Our boy’s house was cold and there was no carpeting. The living room had a rug, yes, but no carpeted stairs, only slick hard wood. His parents were always working, either away at the office, or at home on their computers or talking on their cell phones. Oh sure, they would look down at him and smile and rub the top of his head and they fed him and put him to bed and all that. They just really didn’t seem to have much extra time for him.
He got the idea from the man who lived next door. The man’s name was Jeff and Jeff liked to work on lawnmowers, or so it seemed, by the mere fact that there were so many lawnmowers in his yard and whenever the boy went to talk to this man he was holding a part of a lawnmower with a puzzled or possibly frustrated look on his face. When Jeff saw the boy walking over he would try to smile. The boy said that he was bored. Not bored because there is nothing planned for him to do but really bored to death, like death will come soon kind of bored.
“What about that new boy across the street?” Jeff asked
“Naw! He’s too busy with that damned dog. They just go around the yard and back into the house. That boy won’t even look at me.”
“Well,” said Jeff, “That one’s a tough one. When I was a kid and I got bored I thought about diggin a hole to China.”
That was all Jeff had to say. Our boy went to the shed and grabbed a shovel and opened the bulkhead and went into the basement of his house. There was a spot behind a partial brick wall where it was just dirt floor. He started digging, not really thinking about China, per say, but just digging for anywhere he might end up. He threw the dirt back into the basement knowing that no one ever went into the basement as his parents were too busy to care about what lie beneath the first floor except when they needed to stow something away like tax papers. The basement was dingy and unused. Soon the basement filled with dirt and the tunnel grew longer and darker. Hours went by, maybe even a day passed. Our boy looked back but could not see where he’d started. At this point he figured that the only way out was to keep digging even though he was more than a little hungry and tired and perhaps a little lonely and scared, still, the only way out for him was forward into the darkness. When he was at the point of losing all his strength and the air was getting scarce, at the point when he thought death was certain and close at hand, he hit something like stone and it gave way and a blast of air hit him. He kept chipping away at the stonewall and soon there after he could crawled into a dank dark space. He thought, for a minute that he was in his own basement again, maybe somehow he circled around. Then he heard voices coming from above him. They were not familiar voices. No, these people were yelling, almost screaming at each other. Our boy felt around for a switch or a pull chord for a light. He saw the light coming through the bottom of a door above him. He discovered there were stairs, they were cold and made of stone. He began to climb them slowly, quietly as the noises grew louder. He turned the knob on the door slowly, gently until the door opened.
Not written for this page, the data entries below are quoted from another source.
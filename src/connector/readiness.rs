//! Connection readiness gate
//!
//! Single-writer, multi-reader synchronization for lazy connects: the
//! first task through transitions Down -> Connecting and does the
//! work; everyone else waits on the broadcast until Ready. Disconnect
//! resets the machine so a later connect starts a fresh cycle.

use tokio::sync::watch;

use crate::error::{Error, Result};

/// Connection phase
#[derive(Debug, Clone, Copy, PartialEq, Eq)]
pub(crate) enum Phase {
    Down,
    Connecting,
    Ready,
}

/// Broadcast state machine over a watch channel
pub(crate) struct ReadinessGate {
    tx: watch::Sender<Phase>,
}

impl ReadinessGate {
    pub(crate) fn new() -> Self {
        let (tx, _rx) = watch::channel(Phase::Down);
        ReadinessGate { tx }
    }

    /// Atomically claim the connect cycle; `true` means the caller is
    /// now the single writer and must connect (then signal)
    pub(crate) fn begin_connect(&self) -> bool {
        let mut claimed = false;
        self.tx.send_if_modified(|phase| {
            if *phase == Phase::Down {
                *phase = Phase::Connecting;
                claimed = true;
                true
            } else {
                false
            }
        });
        claimed
    }

    /// Signal a successful connect to all waiters
    pub(crate) fn signal_ready(&self) {
        self.tx.send_replace(Phase::Ready);
    }

    /// Reset after a failed connect or an explicit disconnect
    pub(crate) fn reset(&self) {
        self.tx.send_replace(Phase::Down);
    }

    pub(crate) fn phase(&self) -> Phase {
        *self.tx.borrow()
    }

    /// Wait until the in-flight connect cycle settles
    ///
    /// Returns `Ok` on Ready. A transition back to Down means the
    /// owner's attempt failed; that failure is fatal for waiters too.
    pub(crate) async fn await_ready(&self) -> Result<()> {
        let mut rx = self.tx.subscribe();
        loop {
            let phase = *rx.borrow_and_update();
            match phase {
                Phase::Ready => return Ok(()),
                Phase::Down => {
                    return Err(Error::Connection(anyhow::anyhow!(
                        "connection attempt by the owning connector failed"
                    )))
                }
                Phase::Connecting => {
                    if rx.changed().await.is_err() {
                        return Err(Error::Connection(anyhow::anyhow!(
                            "connection owner dropped while connecting"
                        )));
                    }
                }
            }
        }
    }
}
Our boy’s eyes were not able make out anything right away. It felt like he was coming to, waking from a dream of a dark night into the brightest of days. He walked out into a very bright room with a marble floor and granite pillars. Shafts of sunlight came through high arched windows. Tall vases with large palmed green plants were set symmetrical rows. A tall, skinny man brandishing a whip was smoking a cigarette in the middle of this large room. In one corner, a tall metal cage contained a striped tiger. There was a young woman and she was naked, running in circles. In the far corner of this vast room, sat an older man. The top of his head was bald. He gestured to our boy to come toward him. Our boy thought, “wow!” This is far out!” He walked toward the man and away from the naked yelling woman.
When our boy got within spitting distance of this older man, he noticed that the man looked different from any man he’d ever seen. The man was smiling at him and the boy thought, “Oh, I know who this is.”
“Are you god?” Our boy asked.
The man threw back his head and laughed. He had a triple chin.
Our boy was surprised when the old man spoke English. He looked like he came from somewhere else.

“No, I am not god.” He said, still smiling. “I am the Chairman. My name is Mao.”